Action item:
Copy the full listing exactly, word for word.

The data:

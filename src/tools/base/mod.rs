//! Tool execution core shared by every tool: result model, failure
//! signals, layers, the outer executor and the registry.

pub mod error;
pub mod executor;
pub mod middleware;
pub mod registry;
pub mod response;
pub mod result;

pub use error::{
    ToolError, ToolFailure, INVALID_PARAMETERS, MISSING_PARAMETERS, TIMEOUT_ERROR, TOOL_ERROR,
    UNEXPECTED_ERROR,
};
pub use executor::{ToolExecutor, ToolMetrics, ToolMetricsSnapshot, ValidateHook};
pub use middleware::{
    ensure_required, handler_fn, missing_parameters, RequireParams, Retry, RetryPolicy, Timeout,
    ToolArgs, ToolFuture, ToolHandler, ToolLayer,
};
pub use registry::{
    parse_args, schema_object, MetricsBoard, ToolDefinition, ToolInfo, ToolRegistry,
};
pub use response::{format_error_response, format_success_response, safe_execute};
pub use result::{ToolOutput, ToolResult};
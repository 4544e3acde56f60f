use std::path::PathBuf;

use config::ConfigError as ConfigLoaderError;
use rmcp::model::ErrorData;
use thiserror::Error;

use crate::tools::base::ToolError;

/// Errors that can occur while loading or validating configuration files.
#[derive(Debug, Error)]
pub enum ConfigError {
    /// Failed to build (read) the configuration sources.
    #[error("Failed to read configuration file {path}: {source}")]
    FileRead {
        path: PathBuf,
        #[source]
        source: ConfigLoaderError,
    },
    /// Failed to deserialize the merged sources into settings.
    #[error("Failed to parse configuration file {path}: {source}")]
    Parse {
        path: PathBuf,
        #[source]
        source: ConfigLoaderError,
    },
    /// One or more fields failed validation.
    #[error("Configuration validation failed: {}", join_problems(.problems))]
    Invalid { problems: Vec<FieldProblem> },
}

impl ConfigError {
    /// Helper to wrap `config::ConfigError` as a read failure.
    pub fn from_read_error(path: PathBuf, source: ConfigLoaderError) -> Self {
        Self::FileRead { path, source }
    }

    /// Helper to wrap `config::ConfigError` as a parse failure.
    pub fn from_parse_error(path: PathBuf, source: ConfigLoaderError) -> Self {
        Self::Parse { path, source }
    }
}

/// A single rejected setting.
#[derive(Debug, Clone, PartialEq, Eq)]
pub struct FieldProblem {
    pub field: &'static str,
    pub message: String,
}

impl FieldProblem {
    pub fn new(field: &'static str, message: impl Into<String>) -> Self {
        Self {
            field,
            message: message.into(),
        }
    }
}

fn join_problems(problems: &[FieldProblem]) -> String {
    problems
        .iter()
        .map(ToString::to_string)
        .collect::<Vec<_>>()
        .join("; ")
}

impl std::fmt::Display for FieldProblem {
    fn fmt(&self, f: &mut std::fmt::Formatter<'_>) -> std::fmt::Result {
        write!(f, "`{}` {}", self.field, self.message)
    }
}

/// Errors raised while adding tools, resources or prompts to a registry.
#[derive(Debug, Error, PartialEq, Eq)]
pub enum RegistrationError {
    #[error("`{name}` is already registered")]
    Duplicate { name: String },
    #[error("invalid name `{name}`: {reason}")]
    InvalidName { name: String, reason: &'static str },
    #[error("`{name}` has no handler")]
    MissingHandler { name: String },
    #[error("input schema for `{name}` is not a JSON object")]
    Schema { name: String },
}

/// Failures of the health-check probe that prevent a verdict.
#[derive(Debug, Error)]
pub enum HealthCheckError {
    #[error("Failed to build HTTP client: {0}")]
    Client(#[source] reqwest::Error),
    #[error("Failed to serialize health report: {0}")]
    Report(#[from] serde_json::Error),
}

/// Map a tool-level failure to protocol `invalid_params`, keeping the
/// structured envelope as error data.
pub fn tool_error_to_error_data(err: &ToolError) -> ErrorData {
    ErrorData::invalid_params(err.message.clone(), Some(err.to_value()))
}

Task output:
filename src/tools/base/mod.rs
//! Tool execution core shared by every tool: result model, failure
//! signals, layers, the outer executor and the registry.

pub mod error;
pub mod executor;
pub mod middleware;
pub mod registry;
pub mod response;
pub mod result;

pub use error::{
    ToolError, ToolFailure, INVALID_PARAMETERS, MISSING_PARAMETERS, TIMEOUT_ERROR, TOOL_ERROR,
    UNEXPECTED_ERROR,
};
pub use executor::{ToolExecutor, ToolMetrics, ToolMetricsSnapshot, ValidateHook};
pub use middleware::{
    ensure_required, handler_fn, missing_parameters, RequireParams, Retry, RetryPolicy, Timeout,
    ToolArgs, ToolFuture, ToolHandler, ToolLayer,
};
pub use registry::{
    parse_args, schema_object, MetricsBoard, ToolDefinition, ToolInfo, ToolRegistry,
};
pub use response::{format_error_response, format_success_response, safe_execute};
pub use result::{ToolOutput, ToolResult};
repository 4544e3acde56f60f
use std::path::PathBuf;

use config::ConfigError as ConfigLoaderError;
use rmcp::model::ErrorData;
use thiserror::Error;

use crate::tools::base::ToolError;

/// Errors that can occur while loading or validating configuration files.
#[derive(Debug, Error)]
pub enum ConfigError {
    /// Failed to build (read) the configuration sources.
    #[error("Failed to read configuration file {path}: {source}")]
    FileRead {
        path: PathBuf,
        #[source]
        source: ConfigLoaderError,
    },
    /// Failed to deserialize the merged sources into settings.
    #[error("Failed to parse configuration file {path}: {source}")]
    Parse {
        path: PathBuf,
        #[source]
        source: ConfigLoaderError,
    },
    /// One or more fields failed validation.
    #[error("Configuration validation failed: {}", join_problems(.problems))]
    Invalid { problems: Vec<FieldProblem> },
}

impl ConfigError {
    /// Helper to wrap `config::ConfigError` as a read failure.
    pub fn from_read_error(path: PathBuf, source: ConfigLoaderError) -> Self {
        Self::FileRead { path, source }
    }

    /// Helper to wrap `config::ConfigError` as a parse failure.
    pub fn from_parse_error(path: PathBuf, source: ConfigLoaderError) -> Self {
        Self::Parse { path, source }
    }
}

/// A single rejected setting.
#[derive(Debug, Clone, PartialEq, Eq)]
pub struct FieldProblem {
    pub field: &'static str,
    pub message: String,
}

impl FieldProblem {
    pub fn new(field: &'static str, message: impl Into<String>) -> Self {
        Self {
            field,
            message: message.into(),
        }
    }
}

fn join_problems(problems: &[FieldProblem]) -> String {
    problems
        .iter()
        .map(ToString::to_string)
        .collect::<Vec<_>>()
        .join("; ")
}

impl std::fmt::Display for FieldProblem {
    fn fmt(&self, f: &mut std::fmt::Formatter<'_>) -> std::fmt::Result {
        write!(f, "`{}` {}", self.field, self.message)
    }
}

/// Errors raised while adding tools, resources or prompts to a registry.
#[derive(Debug, Error, PartialEq, Eq)]
pub enum RegistrationError {
    #[error("`{name}` is already registered")]
    Duplicate { name: String },
    #[error("invalid name `{name}`: {reason}")]
    InvalidName { name: String, reason: &'static str },
    #[error("`{name}` has no handler")]
    MissingHandler { name: String },
    #[error("input schema for `{name}` is not a JSON object")]
    Schema { name: String },
}

/// Failures of the health-check probe that prevent a verdict.
#[derive(Debug, Error)]
pub enum HealthCheckError {
    #[error("Failed to build HTTP client: {0}")]
    Client(#[source] reqwest::Error),
    #[error("Failed to serialize health report: {0}")]
    Report(#[from] serde_json::Error),
}

/// Map a tool-level failure to protocol `invalid_params`, keeping the
/// structured envelope as error data.
pub fn tool_error_to_error_data(err: &ToolError) -> ErrorData {
    ErrorData::invalid_params(err.message.clone(), Some(err.to_value()))
}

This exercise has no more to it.